- Author:
Walfrido C. Adan, Jr.,
1
Author Information
- Publication Type:Journal Article
- MeSH: Human; Male; Adult; Constriction, Pathologic; Anastomosis, Surgical; Tracheal Stenosis
- From: Philippine Journal of Otolaryngology Head and Neck Surgery 2013;28(2):29-32
- CountryPhilippines
- Language:English
- Abstract: Tracheal stenosis is a difficult complication to treat. It begins as a complication and eventually becomes serious enough to compromise the airway, leading to surgery. The treatment of complete tracheal stenosis is resection with tracheal end-to-end anastomosis.1 The incidence of tracheal re-stenosis following anastomosis is relatively high at about 10.5% for Caucasians.2 We are not aware of any studies on the incidence of this condition in the Philippines.

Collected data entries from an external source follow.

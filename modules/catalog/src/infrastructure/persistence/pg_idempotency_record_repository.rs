// PostgreSQL IdempotencyRecordRepository implementation (spec 4.6 "Idempotency").

use async_trait::async_trait;
use sqlx::{PgConnection, PgPool};
use tenancy::TenantId;
use uuid::Uuid;

use crate::domain::repositories::IdempotencyRecordRepository;
use crate::domain::value_objects::OrderId;
use crate::CatalogError;

pub struct PgIdempotencyRecordRepository {
    pool: PgPool,
}

impl PgIdempotencyRecordRepository {
    pub fn new(pool: PgPool) -> Self {
        Self { pool }
    }
}

#[async_trait]
impl IdempotencyRecordRepository for PgIdempotencyRecordRepository {
    async fn find_order_id(&self, tenant_id: TenantId, client_op_id: &str) -> Result<Option<OrderId>, CatalogError> {
        let row: Option<(Uuid,)> = sqlx::query_as(
            "SELECT order_id FROM order_idempotency_keys WHERE tenant_id = $1 AND client_op_id = $2",
        )
        .bind(tenant_id.into_uuid())
        .bind(client_op_id)
        .fetch_optional(&self.pool)
        .await?;

        Ok(row.map(|(order_id,)| OrderId::from_uuid(order_id)))
    }

    async fn record(
        &self,
        conn: &mut PgConnection,
        tenant_id: TenantId,
        client_op_id: &str,
        order_id: OrderId,
    ) -> Result<(), CatalogError> {
        sqlx::query(
            "INSERT INTO order_idempotency_keys (tenant_id, client_op_id, order_id) VALUES ($1, $2, $3)",
        )
        .bind(tenant_id.into_uuid())
        .bind(client_op_id)
        .bind(order_id.into_uuid())
        .execute(conn)
        .await?;

        Ok(())
    }
}
//! TillTokenIssuer - mints/decodes the one token claim the core's
//! till-session lifecycle (spec 4.5) requires: `till_session_id`, embedded
//! on a successful till-open and cleared (`null`) on close.
//!
//! This is deliberately *not* general authentication/JWT issuance (that
//! remains out of core scope, per spec 1). It is the narrow claim the
//! order-commit preflight (spec 4.6 step 5) needs to read back from the
//! caller's existing session token.

use chrono::{Duration, Utc};
use jsonwebtoken::{decode, encode, DecodingKey, EncodingKey, Header, Validation};
use serde::{Deserialize, Serialize};
use uuid::{NoContext, Timestamp, Uuid};

use crate::domain::value_objects::ActorId;
use crate::IdentityError;
use tenancy::TenantId;

#[derive(Debug, Clone, Serialize, Deserialize)]
pub struct TillTokenClaims {
    /// Actor (staff member) the token was issued to.
    pub sub: Uuid,
    pub tenant_id: Uuid,
    /// The currently open till session, or `None` once closed.
    pub till_session_id: Option<Uuid>,
    pub exp: usize,
}

pub trait TillTokenIssuer: Send + Sync {
    /// Mints a token embedding (or clearing) `till_session_id`, per spec
    /// 4.5: "a new authorization token that embeds `tillSessionId`" on open,
    /// and "a new token with `tillSessionId = null`" on close.
    fn issue(
        &self,
        actor_id: ActorId,
        tenant_id: TenantId,
        till_session_id: Option<Uuid>,
    ) -> Result<String, IdentityError>;

    /// Decodes a token, recovering the embedded `till_session_id` (if any)
    /// for the order-commit preflight's step 5 fallback.
    fn decode(&self, token: &str) -> Result<TillTokenClaims, IdentityError>;
}

pub struct JwtTillTokenIssuer {
    encoding_key: EncodingKey,
    decoding_key: DecodingKey,
    ttl: Duration,
}

impl JwtTillTokenIssuer {
    pub fn new(secret: &[u8], ttl: Duration) -> Self {
        Self {
            encoding_key: EncodingKey::from_secret(secret),
            decoding_key: DecodingKey::from_secret(secret),
            ttl,
        }
    }
}

impl TillTokenIssuer for JwtTillTokenIssuer {
    fn issue(
        &self,
        actor_id: ActorId,
        tenant_id: TenantId,
        till_session_id: Option<Uuid>,
    ) -> Result<String, IdentityError> {
        let exp = (Utc::now() + self.ttl).timestamp() as usize;
        let claims = TillTokenClaims {
            sub: actor_id.into_uuid(),
            tenant_id: tenant_id.into_uuid(),
            till_session_id,
            exp,
        };
        encode(&Header::default(), &claims, &self.encoding_key)
            .map_err(|e| IdentityError::Token(e.to_string()))
    }

    fn decode(&self, token: &str) -> Result<TillTokenClaims, IdentityError> {
        decode::<TillTokenClaims>(token, &self.decoding_key, &Validation::default())
            .map(|data| data.claims)
            .map_err(|e| IdentityError::Token(e.to_string()))
    }
}

#[cfg(test)]
mod tests {
    use super::*;

    fn issuer() -> JwtTillTokenIssuer {
        JwtTillTokenIssuer::new(b"test-secret-at-least-32-bytes-long", Duration::hours(12))
    }

    #[test]
    fn round_trips_till_session_id() {
        let issuer = issuer();
        let actor = ActorId::new();
        let tenant = TenantId::new();
        let till_session_id = Some(Uuid::new_v7(Timestamp::now(NoContext)));

        let token = issuer.issue(actor, tenant, till_session_id).unwrap();
        let claims = issuer.decode(&token).unwrap();

        assert_eq!(claims.sub, actor.into_uuid());
        assert_eq!(claims.till_session_id, till_session_id);
    }

    #[test]
    fn close_clears_till_session_id() {
        let issuer = issuer();
        let token = issuer.issue(ActorId::new(), TenantId::new(), None).unwrap();
        let claims = issuer.decode(&token).unwrap();
        assert_eq!(claims.till_session_id, None);
    }
}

In airway management, endotracheal intubation is the initial choice to secure the patient’s airway, followed by tracheostomy tube insertion. Both modalities require proper weaning for eventual decannulation. If decannulation has failed, the possibility of tracheal stenosis as a complication must be considered and investigated. In cases of re-stenosis after tracheal resection and anastomosis, what to do next is a challenge. Should another surgery for resection be planned? Will there be any changes in the technique of the surgery or additional medical treatment? Answering these questions may guide the surgeon’s next move and prevent re-stenosis and ultimately lead to decannulating the patient. We present a case of tracheal re-stenosis following two separate tracheal resections and end-to-end anastomosis procedures.